» **ENTRIES PROVIDED**:
******

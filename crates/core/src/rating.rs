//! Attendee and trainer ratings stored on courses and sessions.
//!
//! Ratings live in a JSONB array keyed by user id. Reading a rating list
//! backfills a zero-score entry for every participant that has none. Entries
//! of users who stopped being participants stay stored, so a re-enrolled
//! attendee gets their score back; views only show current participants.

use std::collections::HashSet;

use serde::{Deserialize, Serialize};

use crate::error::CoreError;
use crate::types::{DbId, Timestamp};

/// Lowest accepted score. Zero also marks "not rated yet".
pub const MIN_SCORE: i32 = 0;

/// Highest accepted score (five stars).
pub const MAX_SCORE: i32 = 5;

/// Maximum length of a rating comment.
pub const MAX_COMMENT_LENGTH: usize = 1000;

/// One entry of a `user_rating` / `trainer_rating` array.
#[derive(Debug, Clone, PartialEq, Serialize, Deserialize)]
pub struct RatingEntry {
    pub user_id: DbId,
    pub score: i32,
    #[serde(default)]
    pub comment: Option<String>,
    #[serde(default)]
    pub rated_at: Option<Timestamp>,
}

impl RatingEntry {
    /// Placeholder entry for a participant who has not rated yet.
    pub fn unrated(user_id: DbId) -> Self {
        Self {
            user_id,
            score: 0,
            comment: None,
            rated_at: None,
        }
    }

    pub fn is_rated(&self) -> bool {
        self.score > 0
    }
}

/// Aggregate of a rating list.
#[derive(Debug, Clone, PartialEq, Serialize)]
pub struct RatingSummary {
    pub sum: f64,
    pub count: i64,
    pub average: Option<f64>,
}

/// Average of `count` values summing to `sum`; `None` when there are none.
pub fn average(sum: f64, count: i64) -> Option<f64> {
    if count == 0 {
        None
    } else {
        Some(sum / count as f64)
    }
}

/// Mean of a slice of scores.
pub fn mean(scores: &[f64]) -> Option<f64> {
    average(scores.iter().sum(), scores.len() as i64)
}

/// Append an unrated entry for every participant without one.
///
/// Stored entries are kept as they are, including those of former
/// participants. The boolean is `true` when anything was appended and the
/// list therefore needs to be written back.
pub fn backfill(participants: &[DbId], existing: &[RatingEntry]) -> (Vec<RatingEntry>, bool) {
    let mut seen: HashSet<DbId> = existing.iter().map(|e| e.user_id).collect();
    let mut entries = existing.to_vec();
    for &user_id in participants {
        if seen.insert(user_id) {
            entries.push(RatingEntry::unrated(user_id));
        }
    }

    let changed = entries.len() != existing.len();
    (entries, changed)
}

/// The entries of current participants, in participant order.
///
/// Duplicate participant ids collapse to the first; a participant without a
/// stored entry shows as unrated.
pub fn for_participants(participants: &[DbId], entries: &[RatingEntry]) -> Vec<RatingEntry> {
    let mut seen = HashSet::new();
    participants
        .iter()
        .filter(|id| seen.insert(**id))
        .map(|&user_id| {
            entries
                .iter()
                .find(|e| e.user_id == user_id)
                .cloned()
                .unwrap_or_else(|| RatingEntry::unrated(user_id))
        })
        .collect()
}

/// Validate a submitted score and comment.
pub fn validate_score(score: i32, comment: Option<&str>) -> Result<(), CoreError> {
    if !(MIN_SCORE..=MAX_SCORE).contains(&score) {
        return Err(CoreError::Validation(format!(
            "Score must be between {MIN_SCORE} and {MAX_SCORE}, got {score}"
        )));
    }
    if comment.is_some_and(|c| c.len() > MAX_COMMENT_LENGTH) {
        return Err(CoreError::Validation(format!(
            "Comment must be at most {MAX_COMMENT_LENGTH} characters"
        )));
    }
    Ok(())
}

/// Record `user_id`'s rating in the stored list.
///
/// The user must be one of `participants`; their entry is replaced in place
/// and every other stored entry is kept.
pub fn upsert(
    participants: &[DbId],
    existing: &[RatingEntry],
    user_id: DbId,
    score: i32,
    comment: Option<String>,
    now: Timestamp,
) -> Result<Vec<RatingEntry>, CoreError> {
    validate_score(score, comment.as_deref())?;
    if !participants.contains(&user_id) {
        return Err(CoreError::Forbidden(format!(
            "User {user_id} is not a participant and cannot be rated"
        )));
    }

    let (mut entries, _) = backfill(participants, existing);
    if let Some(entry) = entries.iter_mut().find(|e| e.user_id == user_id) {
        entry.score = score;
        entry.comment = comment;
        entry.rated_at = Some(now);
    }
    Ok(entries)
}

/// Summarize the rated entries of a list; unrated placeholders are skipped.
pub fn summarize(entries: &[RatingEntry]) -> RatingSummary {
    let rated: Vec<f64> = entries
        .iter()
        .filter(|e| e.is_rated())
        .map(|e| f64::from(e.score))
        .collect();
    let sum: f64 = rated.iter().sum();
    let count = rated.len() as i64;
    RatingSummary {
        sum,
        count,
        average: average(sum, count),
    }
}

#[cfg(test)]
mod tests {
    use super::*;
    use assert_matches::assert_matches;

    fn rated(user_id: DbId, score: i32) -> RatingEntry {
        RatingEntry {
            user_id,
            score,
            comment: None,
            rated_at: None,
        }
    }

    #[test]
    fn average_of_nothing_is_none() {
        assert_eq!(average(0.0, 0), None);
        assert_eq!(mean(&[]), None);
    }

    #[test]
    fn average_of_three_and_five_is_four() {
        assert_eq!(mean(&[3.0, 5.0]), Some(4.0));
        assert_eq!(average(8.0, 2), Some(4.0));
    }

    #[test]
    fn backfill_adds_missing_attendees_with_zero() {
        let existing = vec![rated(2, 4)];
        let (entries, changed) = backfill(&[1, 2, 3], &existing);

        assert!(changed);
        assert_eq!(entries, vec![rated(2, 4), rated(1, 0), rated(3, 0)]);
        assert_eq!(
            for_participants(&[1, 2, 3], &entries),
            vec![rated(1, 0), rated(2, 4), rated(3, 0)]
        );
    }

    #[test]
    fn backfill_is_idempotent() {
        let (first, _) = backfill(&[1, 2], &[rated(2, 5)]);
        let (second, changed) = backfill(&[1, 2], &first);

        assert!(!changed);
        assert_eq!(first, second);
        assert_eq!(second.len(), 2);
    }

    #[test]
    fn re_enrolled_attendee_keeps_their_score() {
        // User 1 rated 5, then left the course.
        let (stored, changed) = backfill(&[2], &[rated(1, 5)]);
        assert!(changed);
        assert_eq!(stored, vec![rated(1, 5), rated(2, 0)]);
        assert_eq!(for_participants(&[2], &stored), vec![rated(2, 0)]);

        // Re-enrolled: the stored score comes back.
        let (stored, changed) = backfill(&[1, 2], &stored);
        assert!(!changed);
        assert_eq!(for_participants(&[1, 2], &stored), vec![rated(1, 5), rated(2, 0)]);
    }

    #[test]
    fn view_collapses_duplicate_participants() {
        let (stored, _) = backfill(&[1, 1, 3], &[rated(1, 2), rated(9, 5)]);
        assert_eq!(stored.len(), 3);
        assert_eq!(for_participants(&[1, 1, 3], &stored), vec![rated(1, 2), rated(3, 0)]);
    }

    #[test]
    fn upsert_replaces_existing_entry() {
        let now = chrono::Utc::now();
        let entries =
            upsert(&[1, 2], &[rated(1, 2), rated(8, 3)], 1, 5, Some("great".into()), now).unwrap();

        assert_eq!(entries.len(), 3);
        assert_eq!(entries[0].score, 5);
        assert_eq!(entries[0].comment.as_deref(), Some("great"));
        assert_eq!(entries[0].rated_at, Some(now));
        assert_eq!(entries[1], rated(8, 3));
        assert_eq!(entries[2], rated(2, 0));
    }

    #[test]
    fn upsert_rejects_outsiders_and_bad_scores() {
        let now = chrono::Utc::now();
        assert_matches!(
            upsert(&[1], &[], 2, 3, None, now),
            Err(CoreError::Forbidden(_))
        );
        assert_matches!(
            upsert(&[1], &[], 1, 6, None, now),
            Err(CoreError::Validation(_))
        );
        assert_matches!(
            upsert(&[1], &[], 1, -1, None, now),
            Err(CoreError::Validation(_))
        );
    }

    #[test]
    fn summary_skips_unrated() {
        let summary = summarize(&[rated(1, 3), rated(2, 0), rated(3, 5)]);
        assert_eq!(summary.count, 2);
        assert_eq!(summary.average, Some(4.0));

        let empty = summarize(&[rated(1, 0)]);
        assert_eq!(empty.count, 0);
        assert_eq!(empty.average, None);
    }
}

******

» **WHAT IS EXPECTED**: Going down from the first line of the entries above, restate each line word for word until the line holding "not rated yet." is done.

» **WRITTEN SOLUTION**:
filename crates/core/src/rating.rs
//! Attendee and trainer ratings stored on courses and sessions.
//!
//! Ratings live in a JSONB array keyed by user id. Reading a rating list
//! backfills a zero-score entry for every participant that has none. Entries
//! of users who stopped being participants stay stored, so a re-enrolled
//! attendee gets their score back; views only show current participants.

use std::collections::HashSet;

use serde::{Deserialize, Serialize};

use crate::error::CoreError;
use crate::types::{DbId, Timestamp};

/// Lowest accepted score. Zero also marks "not rated yet".
pub const MIN_SCORE: i32 = 0;

/// Highest accepted score (five stars).
pub const MAX_SCORE: i32 = 5;

/// Maximum length of a rating comment.
pub const MAX_COMMENT_LENGTH: usize = 1000;

/// One entry of a `user_rating` / `trainer_rating` array.
#[derive(Debug, Clone, PartialEq, Serialize, Deserialize)]
pub struct RatingEntry {
    pub user_id: DbId,
    pub score: i32,
    #[serde(default)]
    pub comment: Option<String>,
    #[serde(default)]
    pub rated_at: Option<Timestamp>,
}

impl RatingEntry {
    /// Placeholder entry for a participant who has not rated yet.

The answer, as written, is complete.